Tuesday, July 05, 2005

lame duck

Its official, I'm cursed.

First, I threw out my back on the toilet.

Then, I slipped and scrapped all the skin off my knee.

And last night? I stepped into a saw and punctured the top of my foot. No really, a saw. A rusty, dirty saw that has been lying in the same place in my house for over a week now, with my every good intention of picking it up and putting it away floating around it, until last night, when I literally ran my foot into it in the dark. Stupid saw!

So yeah, it bled and throbbed and swelled up. I washed it with soap, slapped on some neosporin and a bandaid, and then spent thirty minutes looking up "puncture wound foot" on the internet. I now know a lot of stuff about puncture wounds, tetanus, and orthopedics. Yay, internet!

I also learned that I did everything right. When you get a cut, especially one that could be full of nasty tetanus bacteria, follow these simple rules:

1. Allow it to bleed a bit. I did this when I hobbled from the dining room (home of the man-eating saw) to the kitchen and then to the bathroom, dripping blood all over the place because its really hard to keep a foot elevated when you need it to walk. The blood, while gross, helps to clean out the wound.
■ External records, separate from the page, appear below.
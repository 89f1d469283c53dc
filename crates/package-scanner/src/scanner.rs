//! Simulation class discovery.
//!
//! A simulation is a concrete class whose superclass chain, followed through
//! the classes of the same archive, ends at one of the Gatling `Simulation`
//! base classes. Simulations extending a class from a dependency jar that is
//! not packaged are not detected.

use std::collections::{BTreeSet, HashMap, HashSet};
use std::fs::File;
use std::io::{BufReader, Read};
use std::path::Path;

use tracing::debug;
use zip::ZipArchive;

use crate::classfile::{parse_class_header, ClassHeader};
use crate::error::ScanError;

/// Highest class-file major version understood (Java 25).
pub const MAX_SUPPORTED_MAJOR_VERSION: u16 = 69;

/// `java version = major version - 44`
pub const JAVA_VERSION_OFFSET: u16 = 44;

/// Entry sizes come from the archive and are not trusted beyond this.
const MAX_ENTRY_PREALLOCATION: u64 = 1 << 20;

const SIMULATION_SUPERCLASSES: [&str; 2] = [
    "io/gatling/core/scenario/Simulation",
    "io/gatling/javaapi/core/Simulation",
];

/// The class compiled for the most recent Java release.
#[derive(Debug, Clone, PartialEq, Eq)]
pub struct HighestJavaVersionClass {
    /// Dotted class name.
    pub class_name: String,
    pub java_version: u32,
}

#[derive(Debug, Clone, PartialEq, Eq, Default)]
pub struct ScanResult {
    /// Fully qualified names, sorted.
    pub simulation_classes: Vec<String>,
    /// `None` when the archive holds no class at all.
    pub highest_java_version: Option<HighestJavaVersionClass>,
}

/// Extracts candidate simulation classes from a packaged artifact.
pub trait ArtifactScanner {
    fn scan(&self, artifact: &Path) -> Result<ScanResult, ScanError>;
}

/// [`ArtifactScanner`] for JAR files.
#[derive(Debug, Clone, Copy, Default)]
pub struct JarSimulationScanner;

impl JarSimulationScanner {
    pub fn new() -> Self {
        Self
    }
}

impl ArtifactScanner for JarSimulationScanner {
    fn scan(&self, artifact: &Path) -> Result<ScanResult, ScanError> {
        let file = File::open(artifact).map_err(|e| ScanError::io(artifact, e))?;
        let mut archive =
            ZipArchive::new(BufReader::new(file)).map_err(|e| ScanError::archive(artifact, e))?;

        let mut classes: HashMap<String, ClassHeader> = HashMap::new();
        let mut highest: Option<(u16, String)> = None;

        for index in 0..archive.len() {
            let mut entry = archive
                .by_index(index)
                .map_err(|e| ScanError::archive(artifact, e))?;
            let name = entry.name().to_string();
            if !is_scanned_class(&name) {
                continue;
            }

            let mut bytes = Vec::with_capacity(preallocation(entry.size()));
            entry
                .read_to_end(&mut bytes)
                .map_err(|e| ScanError::io(artifact, e))?;
            let header = parse_class_header(&bytes).map_err(|reason| ScanError::InvalidClass {
                entry: name.clone(),
                reason,
            })?;

            if header.major_version > MAX_SUPPORTED_MAJOR_VERSION {
                return Err(ScanError::UnsupportedBytecode {
                    class_name: dotted(&header.this_class),
                    major_version: header.major_version,
                });
            }
            if highest
                .as_ref()
                .map_or(true, |(major, _)| header.major_version > *major)
            {
                highest = Some((header.major_version, header.this_class.clone()));
            }
            classes.insert(header.this_class.clone(), header);
        }

        let simulation_classes: BTreeSet<String> = classes
            .values()
            .filter(|header| header.is_concrete() && extends_simulation(header, &classes))
            .map(|header| dotted(&header.this_class))
            .collect();

        debug!(
            artifact = %artifact.display(),
            classes = classes.len(),
            simulations = simulation_classes.len(),
            "scanned artifact"
        );

        Ok(ScanResult {
            simulation_classes: simulation_classes.into_iter().collect(),
            highest_java_version: highest.map(|(major, class_name)| HighestJavaVersionClass {
                class_name: dotted(&class_name),
                java_version: u32::from(major.saturating_sub(JAVA_VERSION_OFFSET)),
            }),
        })
    }
}

fn is_scanned_class(name: &str) -> bool {
    name.ends_with(".class")
        && !name.starts_with("META-INF/")
        && name.rsplit('/').next() != Some("module-info.class")
}

fn extends_simulation(header: &ClassHeader, classes: &HashMap<String, ClassHeader>) -> bool {
    let mut seen: HashSet<&str> = HashSet::new();
    let mut current = header;
    while let Some(parent) = current.super_class.as_deref() {
        if SIMULATION_SUPERCLASSES.contains(&parent) {
            return true;
        }
        // Guard against cyclic hierarchies in hand-crafted archives.
        if !seen.insert(parent) {
            return false;
        }
        match classes.get(parent) {
            Some(next) => current = next,
            None => return false,
        }
    }
    false
}

fn preallocation(declared_size: u64) -> usize {
    declared_size.min(MAX_ENTRY_PREALLOCATION) as usize
}

fn dotted(internal_name: &str) -> String {
    internal_name.replace('/', ".")
}
//! Configuration consumed by the resolution workflow.
//!
//! [`ResolutionConfig`] is what the user asked for: every field except the
//! artifact and the run properties is optional, and the resolution rules fill
//! the gaps. [`EnterpriseSettings`] is how to reach the control plane.

use std::collections::BTreeMap;
use std::path::PathBuf;
use std::time::Duration;

use enterprise_transport::ClientConfig;
use enterprise_types::env_utils::{env_string, env_string_or, env_var_or};
use enterprise_types::{StartOptions, Uuid};

pub const DEFAULT_API_URL: &str = "https://cloud.gatling.io/api/public";
pub const DEFAULT_TIMEOUT_MS: u64 = 10_000;

pub const URL_ENV: &str = "GATLING_ENTERPRISE_URL";
pub const API_TOKEN_ENV: &str = "GATLING_ENTERPRISE_API_TOKEN";
pub const TIMEOUT_ENV: &str = "GATLING_ENTERPRISE_TIMEOUT_MS";

/// What to run, as configured by the user.
#[derive(Debug, Clone, Default)]
pub struct ResolutionConfig {
    /// Run this existing simulation instead of resolving one.
    pub simulation_id: Option<Uuid>,
    pub team_id: Option<Uuid>,
    pub group_id: Option<String>,
    pub artifact_id: Option<String>,
    /// Fully qualified class to run.
    pub simulation_class: Option<String>,
    /// Upload into this existing package instead of creating one.
    pub package_id: Option<Uuid>,
    pub system_properties: BTreeMap<String, String>,
    pub environment_variables: BTreeMap<String, String>,
    /// The packaged artifact (JAR).
    pub artifact_file: PathBuf,
}

impl ResolutionConfig {
    pub fn new(artifact_file: impl Into<PathBuf>) -> Self {
        Self {
            artifact_file: artifact_file.into(),
            ..Default::default()
        }
    }

    /// Run properties sent with the start request.
    pub fn start_options(&self) -> StartOptions {
        StartOptions::new(
            self.system_properties.clone(),
            self.environment_variables.clone(),
        )
    }
}

/// Control-plane connection settings.
#[derive(Debug, Clone, PartialEq, Eq)]
pub struct EnterpriseSettings {
    pub base_url: String,
    pub api_token: Option<String>,
    pub timeout: Duration,
    pub client_name: String,
    pub client_version: String,
}

impl Default for EnterpriseSettings {
    fn default() -> Self {
        Self {
            base_url: DEFAULT_API_URL.to_string(),
            api_token: None,
            timeout: Duration::from_millis(DEFAULT_TIMEOUT_MS),
            client_name: env!("CARGO_PKG_NAME").to_string(),
            client_version: env!("CARGO_PKG_VERSION").to_string(),
        }
    }
}

impl EnterpriseSettings {
    /// Read `GATLING_ENTERPRISE_*` variables, falling back to defaults.
    pub fn from_env() -> Self {
        Self {
            base_url: env_string_or(URL_ENV, DEFAULT_API_URL),
            api_token: env_string(API_TOKEN_ENV),
            timeout: Duration::from_millis(env_var_or(TIMEOUT_ENV, DEFAULT_TIMEOUT_MS)),
            ..Default::default()
        }
    }

    /// Apply command-line values on top of the environment.
    pub fn with_overrides(mut self, base_url: Option<String>, api_token: Option<String>) -> Self {
        if let Some(url) = base_url {
            self.base_url = url;
        }
        if let Some(token) = api_token.filter(|t| !t.trim().is_empty()) {
            self.api_token = Some(token);
        }
        self
    }

    /// Transport configuration, or `None` when no API token is known.
    pub fn client_config(&self) -> Option<ClientConfig> {
        let token = self.api_token.as_deref()?;
        Some(
            ClientConfig::new(&self.base_url, token)
                .with_client(&self.client_name, &self.client_version)
                .with_timeout(self.timeout),
        )
    }
}
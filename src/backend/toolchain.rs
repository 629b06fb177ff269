/// Platform-specific tool names, selected once per process
use once_cell::sync::Lazy;

/// Tool and shell names substituted into command templates
#[derive(Debug, Clone, PartialEq, Eq)]
pub struct Toolchain {
    pub python: String,
    pub cc: String,
    pub cxx: String,
    /// File name of compiled binaries inside the workspace
    pub exe_name: String,
    /// Shell program and its "run this string" flag
    pub shell: [String; 2],
}

/// Host toolchain for the unsandboxed backend
pub static HOST: Lazy<Toolchain> = Lazy::new(Toolchain::detect_host);

impl Toolchain {
    fn detect_host() -> Self {
        let toolchain = if cfg!(windows) {
            Self {
                python: "python".to_string(),
                cc: "gcc".to_string(),
                cxx: "g++".to_string(),
                exe_name: "a.exe".to_string(),
                shell: ["cmd".to_string(), "/C".to_string()],
            }
        } else {
            Self {
                python: "python3".to_string(),
                cc: "gcc".to_string(),
                cxx: "g++".to_string(),
                exe_name: "a.out".to_string(),
                shell: ["sh".to_string(), "-c".to_string()],
            }
        };
        log::debug!("Host toolchain selected: {:?}", toolchain);
        toolchain
    }

    /// Names used inside the official language images
    pub fn container() -> Self {
        Self {
            python: "python3".to_string(),
            cc: "gcc".to_string(),
            cxx: "g++".to_string(),
            exe_name: "a.out".to_string(),
            shell: ["sh".to_string(), "-c".to_string()],
        }
    }

    /// argv that runs `command` through this toolchain's shell
    pub fn shell_command(&self, command: &str) -> Vec<String> {
        vec![
            self.shell[0].clone(),
            self.shell[1].clone(),
            command.to_string(),
        ]
    }
}

#[cfg(test)]
mod tests {
    use super::*;

    #[cfg(unix)]
    #[test]
    fn test_host_toolchain_on_unix() {
        assert_eq!(HOST.python, "python3");
        assert_eq!(HOST.exe_name, "a.out");
        assert_eq!(HOST.shell_command("echo hi"), vec!["sh", "-c", "echo hi"]);
    }

    #[test]
    fn test_container_toolchain_is_platform_independent() {
        let toolchain = Toolchain::container();
        assert_eq!(toolchain.cxx, "g++");
        assert_eq!(toolchain.shell[0], "sh");
    }
}
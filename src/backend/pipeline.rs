/// Compile-then-run sequencing shared by both backends
///
/// Owns language lookup, workspace lifetime, source placement and stage
/// ordering. A backend only decides how one stage is launched and how its
/// outcome is classified. Every failure is converted into an
/// `ExecutionResult` here; nothing unclassified reaches the judge service.
use crate::config::types::{ExecutionRequest, ExecutionResult, JudgeError, Result};
use crate::exec::RunOutcome;
use crate::judge::language::LanguageProfile;
use crate::judge::registry::LanguageTable;
use crate::safety::workspace::{Workspace, WorkspaceRoot};
use std::time::Duration;

#[derive(Debug, Clone, Copy, PartialEq, Eq)]
pub enum Stage {
    Compile,
    Run,
}

impl std::fmt::Display for Stage {
    fn fmt(&self, f: &mut std::fmt::Formatter<'_>) -> std::fmt::Result {
        match self {
            Stage::Compile => write!(f, "compile"),
            Stage::Run => write!(f, "run"),
        }
    }
}

/// Everything a backend needs to launch one stage
pub struct StageSpec<'a> {
    pub stage: Stage,
    pub profile: &'a LanguageProfile,
    pub workspace: &'a Workspace,
    pub stdin: Option<&'a str>,
    /// Caller's limit; backends may add their own overhead allowance
    pub timeout: Duration,
    pub memory_limit_kb: u64,
}

impl StageSpec<'_> {
    /// Rendered template for this stage
    pub fn command(&self, ctx: &crate::judge::language::CommandContext<'_>) -> Result<String> {
        match self.stage {
            Stage::Compile => self.profile.compile_command(ctx).ok_or_else(|| {
                JudgeError::Config(format!("language {} has no compile step", self.profile.id))
            }),
            Stage::Run => Ok(self.profile.run_command(ctx)),
        }
    }
}

pub trait StageLauncher {
    /// Start one stage and wait for it under `spec.timeout`
    fn launch(&self, spec: &StageSpec<'_>) -> Result<RunOutcome>;

    /// Map a finished run stage onto an execution status
    fn classify_run(&self, outcome: RunOutcome) -> ExecutionResult {
        classify_exit(outcome)
    }

    /// `Some` when the compile stage failed and the run must not happen
    fn classify_compile(&self, outcome: &RunOutcome, timeout: Duration) -> Option<ExecutionResult> {
        compile_failure(outcome, timeout)
    }
}

/// Full attempt: lookup, workspace, compile, run, cleanup
pub fn execute<L: StageLauncher>(
    launcher: &L,
    languages: &LanguageTable,
    root: &WorkspaceRoot,
    compile_timeout: Duration,
    request: &ExecutionRequest,
) -> ExecutionResult {
    // Unknown languages are rejected before touching the filesystem
    let Some(profile) = languages.get(request.language_id) else {
        log::warn!("Rejected execution for unsupported language {}", request.language_id);
        return ExecutionResult::internal_error(format!(
            "Unsupported language ID: {}",
            request.language_id
        ));
    };

    let mut workspace = match root.create_workspace() {
        Ok(workspace) => workspace,
        Err(e) => {
            log::error!("Execution failed before start: {}", e);
            return ExecutionResult::internal_error(public_message(&e));
        }
    };
    log::debug!(
        "Attempt {} ({}) in {}",
        workspace.run_id(),
        profile.name,
        workspace.path().display()
    );

    let result = match run_stages(launcher, profile, &workspace, compile_timeout, request) {
        Ok(result) => result,
        Err(e) => {
            log::error!("Execution {} failed: {}", workspace.run_id(), e);
            ExecutionResult::internal_error(public_message(&e))
        }
    };

    workspace.cleanup();
    result
}

fn run_stages<L: StageLauncher>(
    launcher: &L,
    profile: &LanguageProfile,
    workspace: &Workspace,
    compile_timeout: Duration,
    request: &ExecutionRequest,
) -> Result<ExecutionResult> {
    workspace.write_source(&profile.source_filename(), &request.source)?;

    if profile.requires_compilation() {
        let outcome = launcher.launch(&StageSpec {
            stage: Stage::Compile,
            profile,
            workspace,
            stdin: None,
            timeout: compile_timeout,
            memory_limit_kb: request.memory_limit_kb,
        })?;
        if let Some(failure) = launcher.classify_compile(&outcome, compile_timeout) {
            log::debug!("Compile stage failed for {}: {}", workspace.run_id(), failure.status);
            return Ok(failure);
        }
    }

    let outcome = launcher.launch(&StageSpec {
        stage: Stage::Run,
        profile,
        workspace,
        stdin: Some(request.stdin.as_str()),
        timeout: Duration::from_millis(request.time_limit_ms),
        memory_limit_kb: request.memory_limit_kb,
    })?;
    Ok(launcher.classify_run(outcome))
}

/// Exit-code based classification: 0 is success, anything else a runtime error.
///
/// stderr text is carried as diagnostics only, never used to decide.
pub fn classify_exit(outcome: RunOutcome) -> ExecutionResult {
    let elapsed_ms = outcome.elapsed_ms();
    if outcome.timed_out {
        return ExecutionResult::time_limit_exceeded(elapsed_ms);
    }
    match (outcome.exit_code, outcome.signal) {
        (Some(0), _) => ExecutionResult::success(outcome.stdout, outcome.stderr, elapsed_ms),
        (None, Some(signal)) => {
            let stderr = if outcome.stderr.trim().is_empty() {
                format!("Terminated by signal {}", signal)
            } else {
                outcome.stderr
            };
            ExecutionResult::runtime_error(stderr, None, elapsed_ms)
        }
        (code, _) => ExecutionResult::runtime_error(outcome.stderr, code, elapsed_ms),
    }
}

/// Compile timeout or non-zero exit is a compilation error
pub fn compile_failure(outcome: &RunOutcome, timeout: Duration) -> Option<ExecutionResult> {
    if outcome.timed_out {
        return Some(ExecutionResult::compilation_error(format!(
            "Compilation timed out after {} ms",
            timeout.as_millis()
        )));
    }
    if outcome.exit_code == Some(0) {
        return None;
    }
    // Some toolchains print diagnostics on stdout
    let diagnostics = if outcome.stderr.trim().is_empty() {
        outcome.stdout.clone()
    } else {
        outcome.stderr.clone()
    };
    Some(ExecutionResult::compilation_error(diagnostics))
}

/// Caller-facing text for an infrastructure failure; details stay in the log
fn public_message(error: &JudgeError) -> String {
    match error {
        JudgeError::Workspace(_) | JudgeError::Io(_) => {
            "Execution failed: could not prepare workspace".to_string()
        }
        JudgeError::Process(_) => "Execution failed: could not start process".to_string(),
        JudgeError::UnsupportedLanguage(id) => format!("Unsupported language ID: {}", id),
        JudgeError::Config(_) => "Execution failed: language is misconfigured".to_string(),
        _ => "Execution failed: internal error".to_string(),
    }
}

#[cfg(test)]
mod tests {
    use super::*;
    use crate::config::types::ExecutionStatus;
    use crate::exec::output::OutputIntegrity;

    fn outcome(exit_code: Option<i32>, signal: Option<i32>, stderr: &str) -> RunOutcome {
        RunOutcome {
            stdout: "out".to_string(),
            stderr: stderr.to_string(),
            exit_code,
            signal,
            elapsed: Duration::from_millis(40),
            timed_out: false,
            stdout_integrity: OutputIntegrity::Complete,
            stderr_integrity: OutputIntegrity::Complete,
        }
    }

    #[test]
    fn test_exit_code_drives_classification() {
        assert_eq!(classify_exit(outcome(Some(0), None, "warning")).status, ExecutionStatus::Success);

        // No error marker in stderr, still a runtime error
        let re = classify_exit(outcome(Some(1), None, ""));
        assert_eq!(re.status, ExecutionStatus::RuntimeError);
        assert_eq!(re.exit_code, Some(1));
        assert_eq!(re.elapsed_ms, 40);
    }

    #[test]
    fn test_signal_without_stderr_gets_message() {
        let re = classify_exit(outcome(None, Some(11), ""));
        assert_eq!(re.status, ExecutionStatus::RuntimeError);
        assert_eq!(re.stderr, "Terminated by signal 11");
    }

    #[test]
    fn test_timeout_wins_over_exit_status() {
        let mut timed_out = outcome(None, Some(9), "");
        timed_out.timed_out = true;
        let tle = classify_exit(timed_out);
        assert_eq!(tle.status, ExecutionStatus::TimeLimitExceeded);
        assert!(tle.stdout.is_empty());
    }

    #[test]
    fn test_compile_failure_prefers_stderr() {
        let timeout = Duration::from_secs(30);
        assert!(compile_failure(&outcome(Some(0), None, ""), timeout).is_none());

        let ce = compile_failure(&outcome(Some(1), None, "error: expected ';'"), timeout).unwrap();
        assert_eq!(ce.status, ExecutionStatus::CompilationError);
        assert_eq!(ce.stderr, "error: expected ';'");

        let ce = compile_failure(&outcome(Some(2), None, ""), timeout).unwrap();
        assert_eq!(ce.stderr, "out");
    }

    #[test]
    fn test_compile_timeout_is_compilation_error() {
        let mut slow = outcome(None, Some(9), "");
        slow.timed_out = true;
        let ce = compile_failure(&slow, Duration::from_millis(500)).unwrap();
        assert_eq!(ce.status, ExecutionStatus::CompilationError);
        assert_eq!(ce.stderr, "Compilation timed out after 500 ms");
    }
}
2. Wash it with soap and warm water. Forget all those fancy super anti-bacterial creams and lotions, the best way to clean a wound and get the germs out is with good old soap and water. I never trusted that anti-bacterial soap shit. Isn't soap, by its very nature, anti-bacterial?

3. Elevate and rest. I took some tylanol, stuck a pillow under my foot and went to sleep. Sometime this morning, a cat woke me up, so I rolled out of bed and promptly realized that the large swollen knot on my foot was indeed the very same thing that was causing me so much pain while standing on it. Who woulda guessed that?

I tried to crawl back into bed and go to sleep, but my foot was all, "throb throb throb". So, I grabbed an ice pack and watched some Buffy. Then I got a last minute appointment with my doctor and tried not to kick her in the face when she pressed down on the swollen lump and said, "does it hurt here?"

I'm getting an Xray tomorrow, just in case some of the saw is still stuck in my foot. Guess what else I am doing tomorrow? Taking the bus to New York! Spending the weekend celebrating nuptials and seeing friends! With a broken ass swollen throbby foot!

Cursed! Do you see? Even the french guy was like, "what the fuck is wrong with you?". Three months he has lived with my family and every single month I have a new injury. Plus my typical assortment of anxiety days, depression days, grumpy days, just feeling like watching tv days, and gawd! leave me alone days.

Actually, he said "I am feel so sorry for you!" by which I'm pretty sure he meant "I'm so sorry that happened!" but obviously, something was lost in the translation.